Fileset

Post questions here relative to DataStage Enterprise/PX Edition for such areas as Parallel job design, Parallel datasets, BuildOps, Wrappers, etc.

Moderators: chulett, rschirm, roy

Post Reply
pavan_test
Premium Member
Premium Member
Posts: 263
Joined: Fri Sep 23, 2005 6:49 am

Fileset

Post by pavan_test »

I have a datastage job writing a fileset as output. The job is running on 2x1 configuration file.Whenever the job run it fills up the space to 100% in dstage0 directory first and then the job aborts. I verified and there is no hard coding in the job to write into the dstage0 first.
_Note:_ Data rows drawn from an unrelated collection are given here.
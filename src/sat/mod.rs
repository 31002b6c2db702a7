//! SAT backends: the solver traits, the batsat adapter, and the in-crate
//! proof-logging prover.
//!
//! Variables are 1-indexed and literals are signed integers, matching the
//! circuit labels emitted by [`crate::cnf`]. Plain satisfiability checks
//! go through any [`SatSolver`]; unsat-core extraction additionally needs
//! a [`SatProver`], which can report a [`ResolutionTrace`] and re-run
//! resolution under a [`ReductionStrategy`].

pub mod batsat;
pub mod prover;
mod trace;

pub use batsat::BatsatSolver;
pub use prover::CdclProver;
pub use trace::{ResolutionTrace, TraceClause};

/// A SAT solver backend.
pub trait SatSolver {
    /// Grows the variable set by `n` fresh variables.
    fn add_variables(&mut self, n: u32);

    /// Adds a clause of signed literals. Returns false if the clause made
    /// the problem trivially unsatisfiable.
    fn add_clause(&mut self, literals: &[i32]) -> bool;

    /// Solves the accumulated clauses. True means satisfiable.
    fn solve(&mut self) -> bool;

    /// Solves under any configured resource budget. `None` means the
    /// budget ran out before an answer was reached; backends without a
    /// budget never return it.
    fn solve_limited(&mut self) -> Option<bool> {
        Some(self.solve())
    }

    /// The model value of `var`. Meaningful only after [`SatSolver::solve`]
    /// returned true.
    fn value_of(&self, var: u32) -> bool;

    /// Number of variables.
    fn num_variables(&self) -> u32;

    /// Number of clauses added.
    fn num_clauses(&self) -> u32;
}

/// A solver that logs resolution and supports core refinement.
pub trait SatProver: SatSolver {
    /// The resolution trace of the last unsatisfiable [`SatSolver::solve`]
    /// or [`SatProver::reduce`] round.
    ///
    /// # Panics
    /// Panics if no unsatisfiable solve has completed.
    fn proof(&self) -> &ResolutionTrace;

    /// Iteratively re-runs resolution, letting `strategy` name original
    /// clauses to drop. A round that still refutes replaces the trace; a
    /// round that becomes satisfiable is rolled back, so the last known
    /// refutation is never lost.
    fn reduce(&mut self, strategy: &mut dyn ReductionStrategy);
}

/// Chooses which clauses to drop during core refinement.
pub trait ReductionStrategy {
    /// The indices of the original trace clauses to remove next; empty
    /// when minimization is finished. The trace passed in always reflects
    /// the most recent successful refutation, which is how a strategy
    /// learns whether its previous reduction held.
    fn next_reduction(&mut self, trace: &ResolutionTrace) -> Vec<usize>;
}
Can someone please let me know why the job fills the dstage0 directory though therre is space availabel in dstage1 directory.

Thanks
Pavan
jwiles
Premium Member
Premium Member
Posts: 1274
Joined: Sun Nov 14, 2004 8:50 pm
Contact:

Post by jwiles »

What storage does your configuration file define as disk resources and for which nodes?

Regards,
- james wiles


All generalizations are false, including this one - Mark Twain.
pavan_test
Premium Member
Premium Member
Posts: 263
Joined: Fri Sep 23, 2005 6:49 am

fileset

Post by pavan_test »

here is the control file,

Code: Select all

{
        node "node1"
        {
                fastname "server1"
                pools ""
                resource disk "/opt/IBM/IIS/dstage0" {pools ""}
                resource scratchdisk "/opt/IBM/IIS/scratch0" {pools ""}
        }
        node "node2"
        {
                fastname "server1"
                pools ""
                resource disk "/opt/IBM/IIS/dstage1" {pools ""}
                resource scratchdisk "/opt/IBM/IIS/scratch1" {pools ""}
        }
}
Thanks
Pavan
jwiles
Premium Member
Premium Member
Posts: 1274
Joined: Sun Nov 14, 2004 8:50 pm
Contact:

Post by jwiles »

And now the next question or two:

What is your data source and how well is the data partitioned across your two nodes?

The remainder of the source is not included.